§ TASK INSTRUCTIONS: The answer must consist of each line below that contains the string "every".

Saved data entries:
»»
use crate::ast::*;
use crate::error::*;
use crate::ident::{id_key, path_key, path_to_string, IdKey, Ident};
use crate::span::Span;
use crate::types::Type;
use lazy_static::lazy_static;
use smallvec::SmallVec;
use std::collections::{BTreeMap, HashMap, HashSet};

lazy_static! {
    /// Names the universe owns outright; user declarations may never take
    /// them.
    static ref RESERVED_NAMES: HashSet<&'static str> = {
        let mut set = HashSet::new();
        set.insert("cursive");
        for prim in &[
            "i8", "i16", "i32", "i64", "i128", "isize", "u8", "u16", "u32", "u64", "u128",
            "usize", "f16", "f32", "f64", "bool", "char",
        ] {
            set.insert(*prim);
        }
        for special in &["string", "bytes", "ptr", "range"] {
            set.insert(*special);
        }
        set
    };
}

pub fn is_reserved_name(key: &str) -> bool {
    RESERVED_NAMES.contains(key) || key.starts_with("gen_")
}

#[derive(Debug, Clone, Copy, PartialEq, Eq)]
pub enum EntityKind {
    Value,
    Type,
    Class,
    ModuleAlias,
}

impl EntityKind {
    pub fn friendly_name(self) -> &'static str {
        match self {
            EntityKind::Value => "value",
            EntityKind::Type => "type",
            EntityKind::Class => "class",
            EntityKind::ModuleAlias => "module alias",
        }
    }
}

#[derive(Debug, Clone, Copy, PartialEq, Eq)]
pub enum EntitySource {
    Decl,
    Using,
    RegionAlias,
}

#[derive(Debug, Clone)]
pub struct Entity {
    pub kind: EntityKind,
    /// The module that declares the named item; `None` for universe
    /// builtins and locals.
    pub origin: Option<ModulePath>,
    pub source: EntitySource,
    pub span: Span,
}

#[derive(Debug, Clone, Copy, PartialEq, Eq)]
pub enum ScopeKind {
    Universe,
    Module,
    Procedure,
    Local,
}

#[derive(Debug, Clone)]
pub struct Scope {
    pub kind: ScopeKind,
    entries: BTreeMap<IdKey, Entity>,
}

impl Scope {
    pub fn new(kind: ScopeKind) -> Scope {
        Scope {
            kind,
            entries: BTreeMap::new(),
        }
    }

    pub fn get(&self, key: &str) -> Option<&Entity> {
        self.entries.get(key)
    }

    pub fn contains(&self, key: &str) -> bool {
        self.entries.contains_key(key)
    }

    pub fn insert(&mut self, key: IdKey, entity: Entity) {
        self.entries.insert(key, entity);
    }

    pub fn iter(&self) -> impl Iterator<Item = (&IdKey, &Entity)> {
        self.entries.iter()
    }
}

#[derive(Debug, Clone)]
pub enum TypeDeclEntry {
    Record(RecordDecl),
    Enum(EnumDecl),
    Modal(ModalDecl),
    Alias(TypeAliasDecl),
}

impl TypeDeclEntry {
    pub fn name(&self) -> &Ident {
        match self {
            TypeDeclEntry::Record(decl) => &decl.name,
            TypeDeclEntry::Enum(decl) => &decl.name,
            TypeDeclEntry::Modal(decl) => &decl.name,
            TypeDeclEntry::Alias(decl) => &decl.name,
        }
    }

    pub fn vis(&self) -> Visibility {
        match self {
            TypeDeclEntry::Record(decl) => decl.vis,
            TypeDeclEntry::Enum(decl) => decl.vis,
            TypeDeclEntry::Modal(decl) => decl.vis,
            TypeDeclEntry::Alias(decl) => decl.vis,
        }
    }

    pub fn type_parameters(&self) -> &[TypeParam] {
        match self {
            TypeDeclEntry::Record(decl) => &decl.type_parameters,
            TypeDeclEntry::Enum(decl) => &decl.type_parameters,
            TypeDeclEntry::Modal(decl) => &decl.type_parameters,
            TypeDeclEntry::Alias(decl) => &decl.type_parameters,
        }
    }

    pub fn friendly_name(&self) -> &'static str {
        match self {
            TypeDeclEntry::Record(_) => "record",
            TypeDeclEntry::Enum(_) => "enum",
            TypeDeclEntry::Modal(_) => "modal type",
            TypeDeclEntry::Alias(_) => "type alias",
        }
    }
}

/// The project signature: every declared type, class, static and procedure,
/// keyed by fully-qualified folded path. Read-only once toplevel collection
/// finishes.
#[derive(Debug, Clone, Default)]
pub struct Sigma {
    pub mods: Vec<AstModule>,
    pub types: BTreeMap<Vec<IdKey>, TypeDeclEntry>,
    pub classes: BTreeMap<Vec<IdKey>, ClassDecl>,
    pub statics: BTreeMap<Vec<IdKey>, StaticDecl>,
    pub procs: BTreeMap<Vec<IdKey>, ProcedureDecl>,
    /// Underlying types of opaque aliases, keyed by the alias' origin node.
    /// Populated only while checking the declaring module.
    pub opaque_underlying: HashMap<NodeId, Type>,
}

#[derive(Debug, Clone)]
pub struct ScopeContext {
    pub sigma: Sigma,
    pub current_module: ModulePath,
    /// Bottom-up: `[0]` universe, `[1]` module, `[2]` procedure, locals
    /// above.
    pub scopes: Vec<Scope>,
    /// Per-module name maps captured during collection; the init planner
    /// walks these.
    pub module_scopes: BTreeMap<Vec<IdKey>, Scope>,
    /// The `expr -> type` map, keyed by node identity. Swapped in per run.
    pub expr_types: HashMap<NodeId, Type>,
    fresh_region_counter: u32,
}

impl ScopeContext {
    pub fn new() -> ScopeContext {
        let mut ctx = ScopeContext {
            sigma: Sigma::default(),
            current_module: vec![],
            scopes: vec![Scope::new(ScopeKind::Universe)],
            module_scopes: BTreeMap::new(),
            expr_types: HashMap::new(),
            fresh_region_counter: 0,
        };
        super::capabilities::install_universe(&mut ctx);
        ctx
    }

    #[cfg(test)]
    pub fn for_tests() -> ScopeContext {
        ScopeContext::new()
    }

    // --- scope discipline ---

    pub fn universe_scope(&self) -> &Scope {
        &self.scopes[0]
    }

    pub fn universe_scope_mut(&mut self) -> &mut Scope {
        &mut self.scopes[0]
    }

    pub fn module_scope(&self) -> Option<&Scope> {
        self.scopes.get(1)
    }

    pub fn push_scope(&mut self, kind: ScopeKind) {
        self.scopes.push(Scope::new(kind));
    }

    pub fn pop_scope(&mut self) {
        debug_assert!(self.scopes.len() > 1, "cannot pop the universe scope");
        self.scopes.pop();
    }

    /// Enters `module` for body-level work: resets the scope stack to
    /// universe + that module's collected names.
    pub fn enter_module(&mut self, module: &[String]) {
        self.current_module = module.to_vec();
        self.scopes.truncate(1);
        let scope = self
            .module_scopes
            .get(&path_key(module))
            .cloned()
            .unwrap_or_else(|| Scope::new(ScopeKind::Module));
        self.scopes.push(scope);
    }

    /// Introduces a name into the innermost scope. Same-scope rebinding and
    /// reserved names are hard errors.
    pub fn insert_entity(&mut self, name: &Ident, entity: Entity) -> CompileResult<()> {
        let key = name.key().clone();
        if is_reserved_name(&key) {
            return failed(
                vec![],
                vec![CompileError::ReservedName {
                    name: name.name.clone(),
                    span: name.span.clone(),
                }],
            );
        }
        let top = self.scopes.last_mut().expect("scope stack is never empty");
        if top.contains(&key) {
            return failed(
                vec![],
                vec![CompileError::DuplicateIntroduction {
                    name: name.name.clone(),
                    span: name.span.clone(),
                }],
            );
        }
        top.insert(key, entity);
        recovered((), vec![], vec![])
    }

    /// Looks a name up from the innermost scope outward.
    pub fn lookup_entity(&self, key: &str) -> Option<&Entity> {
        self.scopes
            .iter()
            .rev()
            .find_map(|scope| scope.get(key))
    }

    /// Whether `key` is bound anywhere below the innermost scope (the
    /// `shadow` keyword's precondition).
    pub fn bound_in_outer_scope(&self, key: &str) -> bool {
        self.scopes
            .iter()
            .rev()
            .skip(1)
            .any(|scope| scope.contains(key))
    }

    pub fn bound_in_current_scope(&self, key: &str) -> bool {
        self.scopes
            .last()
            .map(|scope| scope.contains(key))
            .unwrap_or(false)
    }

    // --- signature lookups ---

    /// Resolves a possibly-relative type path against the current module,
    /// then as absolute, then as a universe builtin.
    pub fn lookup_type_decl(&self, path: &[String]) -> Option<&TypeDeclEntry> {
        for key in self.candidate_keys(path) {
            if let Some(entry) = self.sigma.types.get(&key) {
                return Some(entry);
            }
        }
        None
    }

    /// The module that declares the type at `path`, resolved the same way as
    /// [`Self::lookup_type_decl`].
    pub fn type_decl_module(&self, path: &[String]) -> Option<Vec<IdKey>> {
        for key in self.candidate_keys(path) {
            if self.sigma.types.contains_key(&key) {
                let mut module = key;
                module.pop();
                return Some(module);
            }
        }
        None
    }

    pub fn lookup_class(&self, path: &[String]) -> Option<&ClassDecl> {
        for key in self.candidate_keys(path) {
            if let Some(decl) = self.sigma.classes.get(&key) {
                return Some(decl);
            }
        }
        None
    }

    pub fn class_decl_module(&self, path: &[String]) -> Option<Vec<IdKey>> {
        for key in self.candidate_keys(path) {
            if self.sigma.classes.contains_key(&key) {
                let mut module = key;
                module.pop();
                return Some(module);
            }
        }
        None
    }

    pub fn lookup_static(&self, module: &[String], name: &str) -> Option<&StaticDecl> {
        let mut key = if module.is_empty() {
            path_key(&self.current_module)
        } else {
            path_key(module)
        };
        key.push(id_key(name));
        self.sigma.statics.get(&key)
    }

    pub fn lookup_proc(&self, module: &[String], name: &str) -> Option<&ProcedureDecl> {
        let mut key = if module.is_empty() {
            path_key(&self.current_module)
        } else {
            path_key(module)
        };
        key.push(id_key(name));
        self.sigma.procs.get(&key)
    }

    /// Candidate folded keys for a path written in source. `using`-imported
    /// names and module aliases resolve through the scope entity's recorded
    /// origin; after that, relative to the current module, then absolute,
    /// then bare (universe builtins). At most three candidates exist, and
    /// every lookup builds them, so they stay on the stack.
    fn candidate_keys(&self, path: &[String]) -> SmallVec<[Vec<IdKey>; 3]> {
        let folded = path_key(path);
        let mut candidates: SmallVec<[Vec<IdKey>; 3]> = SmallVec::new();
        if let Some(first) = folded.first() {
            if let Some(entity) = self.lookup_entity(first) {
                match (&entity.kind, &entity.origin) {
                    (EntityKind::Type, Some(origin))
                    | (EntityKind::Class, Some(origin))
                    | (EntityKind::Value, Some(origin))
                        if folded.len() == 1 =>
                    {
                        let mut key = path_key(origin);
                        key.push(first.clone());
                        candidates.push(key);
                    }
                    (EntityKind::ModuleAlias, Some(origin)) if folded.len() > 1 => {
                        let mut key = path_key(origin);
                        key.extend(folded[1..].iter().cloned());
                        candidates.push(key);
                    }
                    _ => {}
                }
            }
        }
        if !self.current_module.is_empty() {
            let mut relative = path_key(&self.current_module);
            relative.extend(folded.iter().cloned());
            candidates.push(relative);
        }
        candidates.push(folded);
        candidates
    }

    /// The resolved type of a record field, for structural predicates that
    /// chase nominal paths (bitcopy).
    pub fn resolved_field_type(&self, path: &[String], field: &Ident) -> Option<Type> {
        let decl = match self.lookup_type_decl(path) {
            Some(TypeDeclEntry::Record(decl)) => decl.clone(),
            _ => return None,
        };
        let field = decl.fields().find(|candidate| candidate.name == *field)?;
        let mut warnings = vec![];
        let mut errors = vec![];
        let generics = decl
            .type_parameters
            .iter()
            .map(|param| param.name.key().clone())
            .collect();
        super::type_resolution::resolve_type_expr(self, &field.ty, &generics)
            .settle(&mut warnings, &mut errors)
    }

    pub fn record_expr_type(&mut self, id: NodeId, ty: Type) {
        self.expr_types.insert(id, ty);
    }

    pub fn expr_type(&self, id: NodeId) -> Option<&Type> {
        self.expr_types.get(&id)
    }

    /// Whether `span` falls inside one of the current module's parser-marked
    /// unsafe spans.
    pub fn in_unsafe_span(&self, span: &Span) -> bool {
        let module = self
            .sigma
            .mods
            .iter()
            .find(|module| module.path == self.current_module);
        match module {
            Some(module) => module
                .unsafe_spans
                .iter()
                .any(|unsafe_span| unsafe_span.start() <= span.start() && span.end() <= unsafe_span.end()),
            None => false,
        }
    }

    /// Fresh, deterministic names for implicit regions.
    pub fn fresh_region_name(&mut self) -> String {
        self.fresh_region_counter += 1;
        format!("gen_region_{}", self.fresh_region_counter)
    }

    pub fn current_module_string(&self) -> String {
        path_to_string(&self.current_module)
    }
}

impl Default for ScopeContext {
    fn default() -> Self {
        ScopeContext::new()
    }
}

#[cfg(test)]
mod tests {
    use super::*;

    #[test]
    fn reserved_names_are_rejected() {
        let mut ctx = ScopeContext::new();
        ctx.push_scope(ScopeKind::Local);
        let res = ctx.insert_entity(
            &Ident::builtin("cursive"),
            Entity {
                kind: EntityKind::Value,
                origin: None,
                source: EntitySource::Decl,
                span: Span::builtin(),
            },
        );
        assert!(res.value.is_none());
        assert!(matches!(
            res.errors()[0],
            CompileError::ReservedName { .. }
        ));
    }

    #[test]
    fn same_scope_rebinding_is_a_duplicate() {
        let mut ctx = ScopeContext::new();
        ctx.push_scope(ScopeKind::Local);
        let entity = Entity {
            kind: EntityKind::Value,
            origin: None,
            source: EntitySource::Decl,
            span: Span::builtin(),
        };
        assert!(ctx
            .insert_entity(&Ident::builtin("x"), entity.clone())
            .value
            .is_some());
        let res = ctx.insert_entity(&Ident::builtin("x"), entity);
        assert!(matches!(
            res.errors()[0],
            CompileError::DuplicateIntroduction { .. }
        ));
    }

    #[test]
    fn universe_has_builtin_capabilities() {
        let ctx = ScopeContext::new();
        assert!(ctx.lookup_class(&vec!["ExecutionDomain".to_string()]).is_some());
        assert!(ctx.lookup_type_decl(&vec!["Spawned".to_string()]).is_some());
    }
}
««
§ SOLUTION FOR THIS PROBLEM:
/// The project signature: every declared type, class, static and procedure,
    /// every lookup builds them, so they stay on the stack.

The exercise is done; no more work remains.